How I’d invest £5k the Warren Buffett way

These six rules from Warren Buffett help me find and hold the shares of companies backed by great businesses and I’d use them to invest £5k today.

The content of this article was relevant at the time of publishing. Circumstances change continuously and caution should therefore be exercised when relying upon any content contained within this article.

Warren Buffett at a Berkshire Hathaway AGM

Image source: The Motley Fool

You’re reading a free article with opinions that may differ from The Motley Fool’s Premium Investing Services. Become a Motley Fool member today to get instant access to our top analyst recommendations, in-depth research, investing resources, and more. Learn More.

Warren Buffett’s success at investing in general stocks and shares over many years is remarkable. Between 1964 and 2020, he achieved a compound annual growth rate of around 20% via his investment company and conglomerate Berkshire Hathaway.

It’s true that others have achieved higher annualised rates of return. But few investors have kept up the positive momentum in their portfolios for as long as Buffett has.

I watched an interesting video clip recently during which Buffett mentioned six rules he applies to his own stock purchases. And I’d use them to invest £5k in stocks today.

1) Buy wonderful businesses, not cigar butts

Buffett said he first approached investing while deep under the influence of Benjamin Graham — the so-called father of value investing. In essence, the younger Buffett prioritised ‘cheap’ over ‘quality’. And that meant he would often buy the shares of weak businesses when the valuation was on the floor.

The idea was to gain from a possible quick bounce-back in the stock. And he said it was like getting one last puff from a discarded cigar butt!

However, Buffett reckons that approach was “a mistake”. And he soon switched to a new strategy prioritising ‘quality’ over ‘cheap’ and buying what he calls “wonderful” businesses at fair valuations to hold for the long term.

2) Buy only the stocks of businesses you understand

Buffett sticks to what he calls his circle of competence. If he doesn’t fully understand how a business makes money, he won’t invest in its stock. In one example, he avoided the fast-growing technology sector for years.

3) Buy stocks below what a company is worth

One idea Buffett carried forward from his days under Graham is the concept of a margin of safety. Buffett buys stocks when the valuation they’re assigning to a business is below what the business is actually worth.  And then there’s a better chance his investment will do well over time.

4) Seize the opportunity

This has a double meaning. Firstly, he acts decisively and buys shares in a company when he spots an opportunity. Secondly, he buys a “meaningful amount” of the shares. He once said: “Opportunities come infrequently. When it rains gold, put out the bucket, not the thimble.”

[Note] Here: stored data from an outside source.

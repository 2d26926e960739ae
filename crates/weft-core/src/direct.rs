//! Direct in-process connections.
//!
//! A [`DirectConnection`] pair joins two bus nodes living in the same
//! process through a pair of unbounded channels. The [`DirectAcceptor`]
//! produces the server halves of such pairs for a router, while cloneable
//! [`DirectConnector`] handles let other threads attach new endpoints at
//! any time.

use std::{collections::VecDeque, time::Instant};

use crossbeam_channel::{unbounded, Receiver, Sender, TryRecvError};

use crate::{
    connection::{Acceptor, Connection, ConnectionKind, FetchHandler},
    constants::DIRECT_DATA_SIZE,
    identifier::Identifier,
    message::{Message, MessageId},
};

const DIRECT_TYPE: Identifier = Identifier::new("Direct");

type Record = (MessageId, Message, Instant);

/// One half of an in-process connection pair.
#[derive(Debug)]
pub struct DirectConnection {
    tx: Sender<Record>,
    rx: Receiver<Record>,
    queue: VecDeque<Record>,
    usable: bool,
}

impl DirectConnection {
    /// Creates a connected pair of in-process connections.
    pub fn pair() -> (DirectConnection, DirectConnection) {
        let (a_tx, a_rx) = unbounded();
        let (b_tx, b_rx) = unbounded();
        (
            DirectConnection { tx: a_tx, rx: b_rx, queue: VecDeque::new(), usable: true },
            DirectConnection { tx: b_tx, rx: a_rx, queue: VecDeque::new(), usable: true },
        )
    }
}

impl Connection for DirectConnection {
    fn kind(&self) -> ConnectionKind {
        ConnectionKind::InProcess
    }

    fn type_id(&self) -> Identifier {
        DIRECT_TYPE
    }

    fn max_data_size(&self) -> Option<usize> {
        Some(DIRECT_DATA_SIZE)
    }

    fn is_usable(&self) -> bool {
        self.usable
    }

    fn send(&mut self, msg_id: MessageId, message: &Message) -> bool {
        if !self.usable {
            return false;
        }
        if self.tx.send((msg_id, message.clone(), Instant::now())).is_err() {
            self.usable = false;
            return false;
        }
        true
    }

    fn fetch_messages(&mut self, handler: FetchHandler) -> bool {
        loop {
            match self.rx.try_recv() {
                Ok(record) => self.queue.push_back(record),
                Err(TryRecvError::Empty) => break,
                Err(TryRecvError::Disconnected) => {
                    self.usable = false;
                    break;
                }
            }
        }
        // Messages the handler does not consume stay queued in order
        let mut fetched = false;
        while let Some((msg_id, message, sent_at)) = self.queue.front() {
            if handler(*msg_id, sent_at.elapsed(), message) {
                self.queue.pop_front();
                fetched = true;
            } else {
                break;
            }
        }
        fetched
    }

    fn cleanup(&mut self) {
        self.usable = false;
    }
}

/// Cloneable handle creating new connections against a [`DirectAcceptor`].
#[derive(Clone, Debug)]
pub struct DirectConnector {
    tx: Sender<DirectConnection>,
}

impl DirectConnector {
    /// Creates a new connection pair, hands the server half to the
    /// acceptor and returns the client half.
    ///
    /// Returns `None` when the acceptor no longer exists.
    pub fn connect(&self) -> Option<DirectConnection> {
        let (client, server) = DirectConnection::pair();
        if self.tx.send(server).is_err() {
            return None;
        }
        Some(client)
    }
}

/// Acceptor producing the server halves of in-process connection pairs.
#[derive(Debug)]
pub struct DirectAcceptor {
    incoming: Receiver<DirectConnection>,
    connector: DirectConnector,
}

impl DirectAcceptor {
    /// Creates a new direct acceptor.
    pub fn new() -> Self {
        let (tx, incoming) = unbounded();
        Self { incoming, connector: DirectConnector { tx } }
    }

    /// Returns a handle for attaching new connections to this acceptor.
    pub fn connector(&self) -> DirectConnector {
        self.connector.clone()
    }
}

impl Default for DirectAcceptor {
    fn default() -> Self {
        Self::new()
    }
}

impl Acceptor for DirectAcceptor {
    fn kind(&self) -> ConnectionKind {
        ConnectionKind::InProcess
    }

    fn type_id(&self) -> Identifier {
        DIRECT_TYPE
    }

    fn update(&mut self) -> bool {
        false
    }

    fn process_accepted(&mut self, handler: &mut dyn FnMut(Box<dyn Connection>)) -> bool {
        let mut accepted = false;
        while let Ok(connection) = self.incoming.try_recv() {
            accepted = true;
            handler(Box::new(connection));
        }
        accepted
    }
}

5) Don’t sell because of price fluctuations

Once holding the shares of a great business, Buffett tends to cling onto them through thick and thin. So events such as the Coronavirus crash of 2020 and the recent tech- and growth-stock sell-off wouldn’t have shaken him from his stock positions.

6) Approach buying stocks like you would if you were buying the entire business

Within Berkshire Hathaway, Buffett does both. He buys other businesses outright and adds them to the conglomerate. And he buys the stocks of businesses listed on the stock market. But his selection and due diligence procedures are the same for both. And he considers himself to be a part-owner of the businesses underlying his stocks. Therefore, he holds them with the same tenacity as a business he controls completely.

Kevin Godbold has no position in any of the shares mentioned. The Motley Fool UK has no position in any of the shares mentioned. Views expressed on the companies mentioned in this article are those of the writer and therefore may differ from the official recommendations we make in our subscription services such as Share Advisor, Hidden Winners and Pro. Here at The Motley Fool we believe that considering a diverse range of insights makes us better investors.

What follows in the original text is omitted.